Items listed in a dataset:

*** Begin section ***

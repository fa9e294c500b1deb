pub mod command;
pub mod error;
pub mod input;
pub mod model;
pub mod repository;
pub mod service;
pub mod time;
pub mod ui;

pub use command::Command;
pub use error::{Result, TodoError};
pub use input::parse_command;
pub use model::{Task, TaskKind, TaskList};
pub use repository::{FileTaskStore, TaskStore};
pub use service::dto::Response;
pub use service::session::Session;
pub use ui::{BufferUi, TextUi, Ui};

*** End section ***
*** Begin section ***

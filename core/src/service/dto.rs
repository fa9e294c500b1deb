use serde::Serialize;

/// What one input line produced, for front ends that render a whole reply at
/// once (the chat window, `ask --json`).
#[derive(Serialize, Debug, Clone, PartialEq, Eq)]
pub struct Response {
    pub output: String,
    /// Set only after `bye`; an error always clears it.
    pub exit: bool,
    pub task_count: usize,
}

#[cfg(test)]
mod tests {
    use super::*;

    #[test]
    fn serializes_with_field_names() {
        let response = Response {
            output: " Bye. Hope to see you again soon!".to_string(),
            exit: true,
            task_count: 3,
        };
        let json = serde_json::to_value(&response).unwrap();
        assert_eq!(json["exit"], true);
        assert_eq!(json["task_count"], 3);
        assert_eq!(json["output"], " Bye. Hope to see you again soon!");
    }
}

*** End section ***

EXERCISE GOAL: Copy every line where the word "again" is present in the entries above.

TASK RESULT:
            output: " Bye. Hope to see you again soon!".to_string(),
        assert_eq!(json["output"], " Bye. Hope to see you again soon!");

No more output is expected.